Secondo l’OMS, otto paesi — tra cui Haiti, Kenya, Sud Sudan e Burkina Faso — esauriranno le scorte di farmaci salvavita entro l’estate. Lo stesso piano PEPFAR, che aveva salvato 26 milioni di vite dal 2003, è stato amputato. Il risultato, secondo il tracker dell’Università di Boston, potrebbe essere di 176.000 morti in più solo nel 2025, e fino a 16 milioni entro il 2040.

Donne incinte, bambini piccoli, nessuna assistenza

In Liberia, dove gli aiuti statunitensi costituivano oltre il 40% del bilancio sanitario, è stato sospeso un programma da oltre 100 milioni di dollari che garantiva cure gratuite per le donne incinte. In Etiopia, i centri medici nelle aree di conflitto hanno chiuso. In Afghanistan, dove l’OMS avverte che l’80% dei servizi sanitari potrebbe sparire, già a marzo erano stati chiusi 167 presidi.

Le stime sono drammatiche: 7,9 milioni di morti infantili e oltre mezzo milione di decessi materni aggiuntivi entro il 2040. A essere colpiti non sono settori “ideologici”, come ha provato a far credere la retorica ufficiale, ma le strutture fondamentali della sopravvivenza.
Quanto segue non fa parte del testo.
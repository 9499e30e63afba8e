//! Client configuration loading and persistence.
//!
//! Values come from `<config_dir>/chat-socket/config.json` (missing fields
//! fall back to defaults), then `CHAT_SOCKET_*` environment variables
//! override individual fields.

use anyhow::{Context, Result};
use serde::{Deserialize, Serialize};
#[cfg(unix)]
use std::os::unix::fs::PermissionsExt;
use std::time::Duration;
use std::{fs, path::Path, path::PathBuf};

use crate::constants;
use crate::health::HealthConfig;

/// File name inside the config directory.
pub const CONFIG_FILE: &str = "config.json";

/// Configuration for the socket client.
#[derive(Serialize, Deserialize, Clone, Debug, PartialEq, Eq)]
#[serde(default)]
pub struct ClientConfig {
    /// Base WebSocket (or HTTP) URL of the backend.
    pub ws_url: String,
    /// Application API key.
    pub api_key: String,
    /// Milliseconds between liveness checks.
    pub liveness_interval_ms: u64,
    /// Milliseconds of silence before the stream is stale.
    pub stale_threshold_ms: u64,
    /// Milliseconds between a healthy check and the keep-alive frame.
    pub ping_delay_ms: u64,
    /// Upper bound on reconnect delays in milliseconds.
    pub backoff_cap_ms: u64,
    /// Handshake timeout in milliseconds.
    pub connect_timeout_ms: u64,
}

impl Default for ClientConfig {
    fn default() -> Self {
        Self {
            ws_url: constants::DEFAULT_WS_URL.to_string(),
            api_key: String::new(),
            liveness_interval_ms: constants::LIVENESS_INTERVAL.as_millis() as u64,
            stale_threshold_ms: constants::STALE_THRESHOLD.as_millis() as u64,
            ping_delay_ms: constants::PING_DELAY.as_millis() as u64,
            backoff_cap_ms: constants::BACKOFF_CAP.as_millis() as u64,
            connect_timeout_ms: constants::CONNECT_TIMEOUT.as_millis() as u64,
        }
    }
}

impl ClientConfig {
    /// Returns the configuration directory path.
    ///
    /// `CHAT_SOCKET_CONFIG_DIR` wins; otherwise the platform config dir
    /// (e.g. `~/.config/chat-socket`).
    pub fn config_dir() -> Result<PathBuf> {
        if let Ok(dir) = std::env::var("CHAT_SOCKET_CONFIG_DIR") {
            return Ok(PathBuf::from(dir));
        }
        Ok(dirs::config_dir()
            .context("Could not determine config directory")?
            .join("chat-socket"))
    }

    /// Loads configuration from the default location, with environment
    /// variable overrides.
    pub fn load() -> Result<Self> {
        let mut config = Self::load_from(&Self::config_dir()?)?;
        config.apply_env_overrides();
        Ok(config)
    }

    /// Loads `config.json` from `dir`, or defaults when the file is absent.
    pub fn load_from(dir: &Path) -> Result<Self> {
        let path = dir.join(CONFIG_FILE);
        if !path.exists() {
            log::debug!("[Config] No config at {}, using defaults", path.display());
            return Ok(Self::default());
        }
        let content = fs::read_to_string(&path)
            .with_context(|| format!("Failed to read {}", path.display()))?;
        serde_json::from_str(&content).with_context(|| format!("Invalid {}", path.display()))
    }

    /// Apply `CHAT_SOCKET_*` environment variables.
    pub fn apply_env_overrides(&mut self) {
        self.apply_overrides_from(|key| std::env::var(key).ok());
    }

    /// Apply overrides from any key lookup. Unparsable numbers are ignored.
    pub fn apply_overrides_from(&mut self, lookup: impl Fn(&str) -> Option<String>) {
        if let Some(ws_url) = lookup("CHAT_SOCKET_WS_URL") {
            self.ws_url = ws_url;
        }

        if let Some(api_key) = lookup("CHAT_SOCKET_API_KEY") {
            self.api_key = api_key;
        }

        let numeric = [
            ("CHAT_SOCKET_LIVENESS_INTERVAL_MS", &mut self.liveness_interval_ms),
            ("CHAT_SOCKET_STALE_THRESHOLD_MS", &mut self.stale_threshold_ms),
            ("CHAT_SOCKET_PING_DELAY_MS", &mut self.ping_delay_ms),
            ("CHAT_SOCKET_BACKOFF_CAP_MS", &mut self.backoff_cap_ms),
            ("CHAT_SOCKET_CONNECT_TIMEOUT_MS", &mut self.connect_timeout_ms),
        ];
        for (key, field) in numeric {
            if let Some(raw) = lookup(key) {
                match raw.parse::<u64>() {
                    Ok(value) => *field = value,
                    Err(_) => log::warn!("[Config] Ignoring {}={:?}: not a number", key, raw),
                }
            }
        }
    }

    /// Persists the configuration to the default location.
    pub fn save(&self) -> Result<()> {
        self.save_to(&Self::config_dir()?)
    }

    /// Persists the configuration into `dir`, owner read/write only.
    pub fn save_to(&self, dir: &Path) -> Result<()> {
        fs::create_dir_all(dir)
            .with_context(|| format!("Failed to create {}", dir.display()))?;
        let path = dir.join(CONFIG_FILE);
        fs::write(&path, serde_json::to_string_pretty(self)?)
            .with_context(|| format!("Failed to write {}", path.display()))?;

        #[cfg(unix)]
        fs::set_permissions(&path, fs::Permissions::from_mode(0o600))?;

        Ok(())
    }

    /// Timing parameters for the health monitor.
    #[must_use]
    pub fn health(&self) -> HealthConfig {
        HealthConfig {
            liveness_interval: Duration::from_millis(self.liveness_interval_ms),
            stale_threshold: Duration::from_millis(self.stale_threshold_ms),
            ping_delay: Duration::from_millis(self.ping_delay_ms),
            backoff_cap: Duration::from_millis(self.backoff_cap_ms),
        }
    }

    /// Handshake timeout for the transport.
    #[must_use]
    pub fn connect_timeout(&self) -> Duration {
        Duration::from_millis(self.connect_timeout_ms)
    }
}

#[cfg(test)]
mod tests {
    use super::*;
    use std::collections::HashMap;

    #[test]
    fn test_default_config() {
        let config = ClientConfig::default();
        assert_eq!(config.ws_url, "wss://chat.stream-io-api.com");
        assert_eq!(config.liveness_interval_ms, 10_000);
        assert_eq!(config.stale_threshold_ms, 30_000);
        assert_eq!(config.backoff_cap_ms, 25_000);
        assert_eq!(config.health(), HealthConfig::default());
    }

    #[test]
    fn test_partial_json_uses_defaults() {
        let config: ClientConfig =
            serde_json::from_str(r#"{"api_key": "abc", "stale_threshold_ms": 5000}"#)
                .expect("valid json");
        assert_eq!(config.api_key, "abc");
        assert_eq!(config.stale_threshold_ms, 5000);
        assert_eq!(config.ping_delay_ms, 1000);
    }

    #[test]
    fn test_overrides_apply_and_ignore_garbage() {
        let env: HashMap<&str, &str> = [
            ("CHAT_SOCKET_WS_URL", "ws://localhost:3030"),
            ("CHAT_SOCKET_BACKOFF_CAP_MS", "5000"),
            ("CHAT_SOCKET_STALE_THRESHOLD_MS", "soon"),
        ]
        .into_iter()
        .collect();

        let mut config = ClientConfig::default();
        config.apply_overrides_from(|key| env.get(key).map(ToString::to_string));

        assert_eq!(config.ws_url, "ws://localhost:3030");
        assert_eq!(config.backoff_cap_ms, 5000);
        assert_eq!(config.stale_threshold_ms, 30_000);
    }

    #[test]
    fn test_connect_timeout_conversion() {
        let config = ClientConfig {
            connect_timeout_ms: 1500,
            ..ClientConfig::default()
        };
        assert_eq!(config.connect_timeout(), Duration::from_millis(1500));
    }
}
Istruzione cancellata, futuro bruciato

L’Afghanistan è l’esempio più brutale. I programmi scolastici comunitari gestiti da ONG e finanziati dagli Stati Uniti sono stati chiusi, lasciando fuori dalla scuola 300.000 bambini, molte delle quali ragazze già escluse dal sistema pubblico. In Nepal, una ragazza rischia ora un matrimonio precoce perché è stato sospeso il programma che la aiutava a superare gli esami. In Etiopia, la chiusura di un asilo ha costretto una madre single a rinunciare al lavoro.

I tagli hanno colpito i programmi a più alto rendimento: educazione, diritti delle donne, assistenza all’infanzia. Non sono tagli neutri. Sono un investimento nella miseria futura. Economicamente disastrosi, moralmente catastrofici.
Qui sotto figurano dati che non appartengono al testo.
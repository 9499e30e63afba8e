//! chat-socket - persistent real-time connection manager for chat clients.
//!
//! Keeps one logical, always-reconnecting WebSocket session to a chat
//! backend: authenticates through the connect URL, detects silently dead
//! connections, reconnects with jittered backoff and publishes a race-free
//! view of the connection state plus decoded events.
//!
//! # Architecture
//!
//! A single actor owns the state machine; everything else feeds it:
//!
//! - **Manager** - Actor and public handle ([`ConnectionManager`])
//! - **State** - Pure transition table over [`ConnectionState`]
//! - **Transport** - One physical connection at a time
//! - **Decoder** - Raw frames to session / event / error
//! - **Health** - Liveness timers and reconnect backoff
//! - **Listeners** - Fan-out to observers
//!
//! # Modules
//!
//! - [`manager`] - The actor and its handle
//! - [`state`] - States, signals and the transition function
//! - [`transport`] - Transport trait and the WebSocket implementation
//! - [`decoder`] - Frame decoding and keep-alive encoding
//! - [`health`] - Health monitor and backoff formula
//! - [`listeners`] - Listener hub and subscriptions
//! - [`config`] - Configuration loading/saving

pub mod config;
pub mod connection;
pub mod constants;
pub mod decoder;
pub mod error;
pub mod health;
pub mod listeners;
pub mod manager;
pub mod state;
pub mod transport;

mod events;

// Re-export commonly used types
pub use config::ClientConfig;
pub use connection::{ConnectionConfig, Principal, StaticToken, TokenProvider, User, UserToken};
pub use decoder::{ApplicationEvent, DecodedFrame, SessionInfo};
pub use error::{ChatError, ErrorCode, ErrorKind};
pub use listeners::{ListenerHub, ListenerId, Notification, SocketListener, Subscription};
pub use manager::ConnectionManager;
pub use state::{ConnectKind, ConnectionState, ControlSignal, Disconnected, RestartReason};
pub use transport::{ShutdownReason, Transport, TransportSignal, WsTransport};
Una strategia di disgregazione

I responsabili americani parlano di deroghe umanitarie “temporanee”, ma la realtà è fatta di magazzini pieni di cibo che marcisce mentre milioni soffrono la fame, e pazienti costretti a interrompere cure salvavita. Le organizzazioni sul campo parlano di “abbandono totale”. L’OMS ha definito la situazione un “bagno di sangue” per la sanità globale.

Le conseguenze non sono solo umanitarie. Il vuoto lasciato dagli Stati Uniti è già oggetto di conquista da parte di altre potenze. L’epidemia globale di carestie, malattie e instabilità non è l’effetto di un virus. È il frutto deliberato di un ordine esecutivo.